The interaction between man and horse clearly fascinates Martin and he tells me about a local project run by Harriet Laurie, the founder of The Horse Course charity in Dorchester. Harriet has been using specially trained horses to reform the behaviour of violent and disruptive inmates in local prisons.

“I went in for half a day to watch her horses in action at Portland Young Offenders. The idea is that the boys have to build a relationship with the horse so they can work together. There’s a natural resistance to authority, but if you put an angry young man in a round training pen with a horse, the horse will win. If you’re aggressive the horse will run away, if you’re anxious it will ignore you, so to engage with the horse you have to be calm and focussed.”

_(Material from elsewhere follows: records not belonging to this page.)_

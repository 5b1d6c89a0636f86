//! Fleet-wide dispatch of one request across a resolved scope.
//!
//! ```text
//! ScopeSpec + ExecutionRequest
//!   ↓
//! Dispatcher::run()
//!   ├─ TransportConfig::resolve()
//!   ├─ TopologyProvider::load()
//!   ├─ bind address (transfers only)
//!   ├─ TransportConnector::connect() (skipped on dry run)
//!   ├─ scope::resolve() → Vec<Target>
//!   └─ WorkerPool::run() → RunEvent::Result per target
//!   ↓
//! mpsc::Receiver<RunEvent> → ResultFormatter
//! ```

mod counters;
mod engine;
mod pool;
mod progress;
mod state;
pub mod traits;
pub mod types;

pub use counters::{CounterSnapshot, RunCounters};
pub use engine::{Dispatcher, DispatcherBuilder};
pub use pool::WorkerPool;
pub use progress::ProgressMonitor;
pub use state::{DispatchState, StateTransition, TransitionError};
pub use traits::{drive_formatter, ResultFormatter};
pub use types::{
    DispatchOptions, ExecutionRequest, ExecutionResult, FailureKind, Operation, OperationKind,
    Outcome, RunEvent, RunSummary,
};
use indicatif::{ProgressBar, ProgressDrawTarget, ProgressStyle};

/// Progress bar on stderr, shown while results are buffered for sorted output.
pub struct ProgressMonitor {
    bar: ProgressBar,
    enabled: bool,
    failed: u64,
}

impl ProgressMonitor {
    /// Create a new progress monitor
    ///
    /// # Arguments
    ///
    /// * `total_targets` - Number of results expected
    /// * `enabled` - Whether to draw anything (off when stderr is not a tty)
    pub fn new(total_targets: usize, enabled: bool) -> Self {
        if !enabled {
            return Self {
                bar: ProgressBar::hidden(),
                enabled: false,
                failed: 0,
            };
        }

        let bar = ProgressBar::with_draw_target(
            Some(total_targets as u64),
            ProgressDrawTarget::stderr(),
        );
        if let Ok(style) = ProgressStyle::default_bar()
            .template("[{elapsed_precise}] {bar:40.cyan/blue} {pos}/{len} targets {msg}")
        {
            bar.set_style(style.progress_chars("=> "));
        }

        Self {
            bar,
            enabled: true,
            failed: 0,
        }
    }

    pub fn is_enabled(&self) -> bool {
        self.enabled
    }

    /// Record one finished target.
    pub fn complete_target(&mut self, label: &str, success: bool) {
        if !self.enabled {
            return;
        }

        if !success {
            self.failed += 1;
            self.bar.set_message(format!("({} failed)", self.failed));
        }
        self.bar.inc(1);
        tracing::trace!(target_label = label, success, "progress");
    }

    /// Remove the bar so buffered output starts on a clean line.
    pub fn clear(&self) {
        if self.enabled {
            self.bar.finish_and_clear();
        }
    }
}

impl Drop for ProgressMonitor {
    fn drop(&mut self) {
        if self.enabled && !self.bar.is_finished() {
            self.bar.finish_and_clear();
        }
    }
}

#[cfg(test)]
mod tests {
    use super::*;

    #[test]
    fn test_progress_monitor_disabled() {
        let mut monitor = ProgressMonitor::new(3, false);

        // Should not panic when disabled
        monitor.complete_target("z1", true);
        monitor.complete_target("z2", false);
        monitor.clear();
        assert!(!monitor.is_enabled());
    }

    #[test]
    fn test_progress_monitor_enabled() {
        let mut monitor = ProgressMonitor::new(2, true);

        monitor.complete_target("z1", true);
        monitor.complete_target("z2", false);
        assert_eq!(monitor.failed, 1);
        monitor.clear();
    }
}
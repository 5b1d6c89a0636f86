use std::path::Path;
use std::time::Duration;

use async_trait::async_trait;

use crate::config::TransportConfig;

use super::types::{ConnectOptions, ExecOutput, RemoteNode};

#[async_trait]
pub trait TransportConnector: Send + Sync {
    fn name(&self) -> &str;

    async fn connect(
        &self,
        config: &TransportConfig,
        options: &ConnectOptions,
    ) -> anyhow::Result<Box<dyn Transport>>;
}

/// Operations against a single compute node. `timeout` is advisory for the
/// implementation; callers bound their own wait independently.
#[async_trait]
pub trait Transport: Send + Sync {
    async fn exec(
        &self,
        node: &RemoteNode,
        script: &str,
        timeout: Duration,
    ) -> anyhow::Result<ExecOutput>;

    /// Copies `local_path` into the directory `remote_dir` on the node.
    async fn push(
        &self,
        node: &RemoteNode,
        local_path: &Path,
        remote_dir: &str,
        clobber: bool,
        timeout: Duration,
    ) -> anyhow::Result<()>;

    /// Copies `remote_file` from the node to `local_dir/local_name`.
    async fn pull(
        &self,
        node: &RemoteNode,
        remote_file: &str,
        local_dir: &Path,
        local_name: &str,
        timeout: Duration,
    ) -> anyhow::Result<()>;

    async fn close(&self) -> anyhow::Result<()>;
}
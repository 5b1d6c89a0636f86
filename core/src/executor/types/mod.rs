pub mod config;
pub mod event;
pub mod request;
pub mod result;

pub use config::*;
pub use event::*;
pub use request::*;
pub use result::*;
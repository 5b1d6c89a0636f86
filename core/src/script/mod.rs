//! Preparing user input for remote execution: wrapping a command so it runs
//! inside a zone, and checking transfer paths against the zone's root.

mod path;
mod wrap;

pub use path::{normalize, validate, zone_path, zone_root, ZONES_ROOT, ZONE_ROOT_MARKER};
pub use wrap::{check_script, wrap, SCRIPT_DELIMITER};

Watching with Martin was a case worker of one of the boys. “She said she had never seen him smile before. I saw him smile half a dozen times that day. Another boy was keen to show off what he had been doing - he could get the horse to stand on a box. He was so proud.” The results of Harriet’s work were monitored by Rosie Meek, Professor of Criminal Psychology at Teesside University, who reported that of the 28 Portland prisoners who took part in one of the courses, disciplinary hearings were down 74% after completing the course.

“Harriet has now got a bursary to go to America and I have put her in touch with Monty Roberts, (aka The Horse Whisperer), who I met when I was filming my series on horses, he does this sort of thing too. It’s great that someone is taking the time to shine a light on a problem like this and make a real difference.”

With the photo shoot done we return to the house where Martin introduces me to the latest addition to the Clunes menagerie, Penelope Jennifer, a Jackahuahua (Jack Russell-chihuahua cross). “We got her while filming Doc Martin. A local Cornish girl who works with us came in with a litter so – obviously - we got one!” Martin recalls. Penny joins Cocker Spaniel, Tina, black Labrador, Arthur, and Jack Russell, Jim - and they will all be at Buckham Fair along with the hundreds of other dogs that flock to this popular local event.

Martin clearly loves its dog show and judges the novelty classes. “My favourite is the fancy dress class. Last year there was a rescue dog dressed as Sherlock Bones – he even had a pipe. I sent Benedict Cumberbatch (who play Sherlock in the BBC TV Series) a picture of it. He very sweetly emailed me back asking ‘How is he coping with success – I bet he’s lapping it up!’ Hopefully Penny will be able to join in all the fun of the Fair this year too.” Penny Jenny curls up in Martin’s lap - no doubt dreaming of her fabulous fancy dress outfit.